◆ PROBLEM DETAILS ◆
Be exact. Print each record as it stands.

= Beginning of Section =

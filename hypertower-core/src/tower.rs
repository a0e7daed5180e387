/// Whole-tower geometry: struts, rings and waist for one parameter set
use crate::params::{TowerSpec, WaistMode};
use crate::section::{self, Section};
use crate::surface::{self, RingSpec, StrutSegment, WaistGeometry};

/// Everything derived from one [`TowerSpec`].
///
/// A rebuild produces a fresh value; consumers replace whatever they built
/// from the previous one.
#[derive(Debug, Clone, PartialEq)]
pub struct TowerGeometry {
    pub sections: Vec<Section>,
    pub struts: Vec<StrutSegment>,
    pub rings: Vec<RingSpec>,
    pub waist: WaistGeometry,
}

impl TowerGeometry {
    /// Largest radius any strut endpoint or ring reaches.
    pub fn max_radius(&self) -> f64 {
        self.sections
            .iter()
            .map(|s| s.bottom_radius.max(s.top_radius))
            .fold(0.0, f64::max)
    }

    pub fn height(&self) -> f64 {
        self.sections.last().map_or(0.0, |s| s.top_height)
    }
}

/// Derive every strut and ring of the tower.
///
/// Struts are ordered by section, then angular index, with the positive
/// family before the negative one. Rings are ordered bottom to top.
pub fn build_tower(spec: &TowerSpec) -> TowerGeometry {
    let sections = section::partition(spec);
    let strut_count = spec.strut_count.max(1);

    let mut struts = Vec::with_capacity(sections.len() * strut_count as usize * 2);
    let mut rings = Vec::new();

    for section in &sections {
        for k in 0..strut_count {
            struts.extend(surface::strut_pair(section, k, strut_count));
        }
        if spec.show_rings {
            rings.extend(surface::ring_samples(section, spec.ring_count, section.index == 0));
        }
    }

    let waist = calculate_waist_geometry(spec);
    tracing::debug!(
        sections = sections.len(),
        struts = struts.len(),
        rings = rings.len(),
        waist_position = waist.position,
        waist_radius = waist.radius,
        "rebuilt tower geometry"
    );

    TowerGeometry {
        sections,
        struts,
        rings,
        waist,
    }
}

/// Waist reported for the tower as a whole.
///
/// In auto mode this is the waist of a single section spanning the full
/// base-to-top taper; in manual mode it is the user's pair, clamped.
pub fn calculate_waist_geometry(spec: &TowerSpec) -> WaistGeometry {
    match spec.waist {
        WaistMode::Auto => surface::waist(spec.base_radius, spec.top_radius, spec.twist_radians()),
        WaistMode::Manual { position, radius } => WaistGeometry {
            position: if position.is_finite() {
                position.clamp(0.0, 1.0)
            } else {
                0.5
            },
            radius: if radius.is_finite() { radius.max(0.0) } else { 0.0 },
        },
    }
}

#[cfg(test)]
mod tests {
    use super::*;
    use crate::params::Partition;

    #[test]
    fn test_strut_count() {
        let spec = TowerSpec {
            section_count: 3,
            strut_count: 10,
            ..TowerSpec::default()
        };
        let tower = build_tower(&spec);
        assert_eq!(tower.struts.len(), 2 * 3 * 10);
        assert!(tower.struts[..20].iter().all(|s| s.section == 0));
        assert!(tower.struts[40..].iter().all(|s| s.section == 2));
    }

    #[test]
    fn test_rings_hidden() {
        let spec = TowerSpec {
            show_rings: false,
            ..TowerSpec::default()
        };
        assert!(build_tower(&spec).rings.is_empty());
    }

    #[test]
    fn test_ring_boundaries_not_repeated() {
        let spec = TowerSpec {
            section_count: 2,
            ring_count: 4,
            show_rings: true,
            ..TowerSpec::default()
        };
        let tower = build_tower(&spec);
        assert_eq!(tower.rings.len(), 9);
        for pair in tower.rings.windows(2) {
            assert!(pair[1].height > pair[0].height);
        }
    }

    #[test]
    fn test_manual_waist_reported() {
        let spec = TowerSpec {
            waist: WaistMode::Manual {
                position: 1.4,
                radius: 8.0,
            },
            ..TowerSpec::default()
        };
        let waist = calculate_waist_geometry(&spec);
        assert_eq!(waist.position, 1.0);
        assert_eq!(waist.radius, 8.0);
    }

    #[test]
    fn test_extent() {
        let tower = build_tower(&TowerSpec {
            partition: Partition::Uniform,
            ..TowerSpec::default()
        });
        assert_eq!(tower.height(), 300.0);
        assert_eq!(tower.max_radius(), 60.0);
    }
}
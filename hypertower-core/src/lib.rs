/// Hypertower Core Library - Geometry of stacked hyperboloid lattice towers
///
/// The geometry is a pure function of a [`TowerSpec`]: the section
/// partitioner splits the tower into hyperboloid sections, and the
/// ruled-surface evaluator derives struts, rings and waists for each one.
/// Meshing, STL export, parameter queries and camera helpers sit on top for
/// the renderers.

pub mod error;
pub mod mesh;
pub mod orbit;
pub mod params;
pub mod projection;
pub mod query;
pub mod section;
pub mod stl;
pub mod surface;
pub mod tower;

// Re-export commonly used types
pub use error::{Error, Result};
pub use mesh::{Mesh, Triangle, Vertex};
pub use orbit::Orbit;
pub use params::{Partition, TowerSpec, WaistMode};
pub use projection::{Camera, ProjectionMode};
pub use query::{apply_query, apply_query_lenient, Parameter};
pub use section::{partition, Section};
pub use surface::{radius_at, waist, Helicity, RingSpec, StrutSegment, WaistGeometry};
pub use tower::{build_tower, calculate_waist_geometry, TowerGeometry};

= End of Section =

◆ ANSWER AREA ◆
filename hypertower-core/src/tower.rs
repository a0e7daed5180e387
/// Whole-tower geometry: struts, rings and waist for one parameter set
use crate::params::{TowerSpec, WaistMode};
use crate::section::{self, Section};
use crate::surface::{self, RingSpec, StrutSegment, WaistGeometry};

/// Everything derived from one [`TowerSpec`].
///
/// A rebuild produces a fresh value; consumers replace whatever they built
/// from the previous one.
#[derive(Debug, Clone, PartialEq)]
pub struct TowerGeometry {
    pub sections: Vec<Section>,
    pub struts: Vec<StrutSegment>,
    pub rings: Vec<RingSpec>,
    pub waist: WaistGeometry,
}

impl TowerGeometry {
    /// Largest radius any strut endpoint or ring reaches.
    pub fn max_radius(&self) -> f64 {
        self.sections
            .iter()
            .map(|s| s.bottom_radius.max(s.top_radius))
            .fold(0.0, f64::max)
    }

    pub fn height(&self) -> f64 {
        self.sections.last().map_or(0.0, |s| s.top_height)
    }
}

/// Derive every strut and ring of the tower.
///
/// Struts are ordered by section, then angular index, with the positive
/// family before the negative one. Rings are ordered bottom to top.
pub fn build_tower(spec: &TowerSpec) -> TowerGeometry {
    let sections = section::partition(spec);
    let strut_count = spec.strut_count.max(1);

    let mut struts = Vec::with_capacity(sections.len() * strut_count as usize * 2);
    let mut rings = Vec::new();

    for section in &sections {
        for k in 0..strut_count {
            struts.extend(surface::strut_pair(section, k, strut_count));
        }
        if spec.show_rings {
            rings.extend(surface::ring_samples(section, spec.ring_count, section.index == 0));
        }
    }

    let waist = calculate_waist_geometry(spec);
    tracing::debug!(
        sections = sections.len(),
        struts = struts.len(),
        rings = rings.len(),
        waist_position = waist.position,
        waist_radius = waist.radius,
        "rebuilt tower geometry"
    );

    TowerGeometry {
        sections,
        struts,
        rings,
        waist,
    }
}

/// Waist reported for the tower as a whole.
///
/// In auto mode this is the waist of a single section spanning the full
/// base-to-top taper; in manual mode it is the user's pair, clamped.
pub fn calculate_waist_geometry(spec: &TowerSpec) -> WaistGeometry {
    match spec.waist {
        WaistMode::Auto => surface::waist(spec.base_radius, spec.top_radius, spec.twist_radians()),
        WaistMode::Manual { position, radius } => WaistGeometry {
            position: if position.is_finite() {
                position.clamp(0.0, 1.0)
            } else {
                0.5
            },
            radius: if radius.is_finite() { radius.max(0.0) } else { 0.0 },
        },
    }
}

#[cfg(test)]
mod tests {
    use super::*;
    use crate::params::Partition;

    #[test]
    fn test_strut_count() {
        let spec = TowerSpec {
            section_count: 3,
            strut_count: 10,
            ..TowerSpec::default()
        };
        let tower = build_tower(&spec);
        assert_eq!(tower.struts.len(), 2 * 3 * 10);
        assert!(tower.struts[..20].iter().all(|s| s.section == 0));
        assert!(tower.struts[40..].iter().all(|s| s.section == 2));
    }

    #[test]
    fn test_rings_hidden() {
        let spec = TowerSpec {
            show_rings: false,
            ..TowerSpec::default()
        };
        assert!(build_tower(&spec).rings.is_empty());
    }

    #[test]
    fn test_ring_boundaries_not_repeated() {
        let spec = TowerSpec {
            section_count: 2,
            ring_count: 4,
            show_rings: true,
            ..TowerSpec::default()
        };
        let tower = build_tower(&spec);
        assert_eq!(tower.rings.len(), 9);
        for pair in tower.rings.windows(2) {
            assert!(pair[1].height > pair[0].height);
        }
    }

    #[test]
    fn test_manual_waist_reported() {
        let spec = TowerSpec {
            waist: WaistMode::Manual {
                position: 1.4,
                radius: 8.0,
            },
            ..TowerSpec::default()
        };
        let waist = calculate_waist_geometry(&spec);
        assert_eq!(waist.position, 1.0);
        assert_eq!(waist.radius, 8.0);
    }

    #[test]
    fn test_extent() {
        let tower = build_tower(&TowerSpec {
            partition: Partition::Uniform,
            ..TowerSpec::default()
        });
        assert_eq!(tower.height(), 300.0);
        assert_eq!(tower.max_radius(), 60.0);
    }
}
filename hypertower-core/src/lib.rs
/// Hypertower Core Library - Geometry of stacked hyperboloid lattice towers
///
/// The geometry is a pure function of a [`TowerSpec`]: the section
/// partitioner splits the tower into hyperboloid sections, and the
/// ruled-surface evaluator derives struts, rings and waists for each one.
/// Meshing, STL export, parameter queries and camera helpers sit on top for
/// the renderers.

pub mod error;
pub mod mesh;
pub mod orbit;
pub mod params;
pub mod projection;
pub mod query;
pub mod section;
pub mod stl;
pub mod surface;
pub mod tower;

// Re-export commonly used types
pub use error::{Error, Result};
pub use mesh::{Mesh, Triangle, Vertex};
pub use orbit::Orbit;
pub use params::{Partition, TowerSpec, WaistMode};
pub use projection::{Camera, ProjectionMode};
pub use query::{apply_query, apply_query_lenient, Parameter};
pub use section::{partition, Section};
pub use surface::{radius_at, waist, Helicity, RingSpec, StrutSegment, WaistGeometry};
pub use tower::{build_tower, calculate_waist_geometry, TowerGeometry};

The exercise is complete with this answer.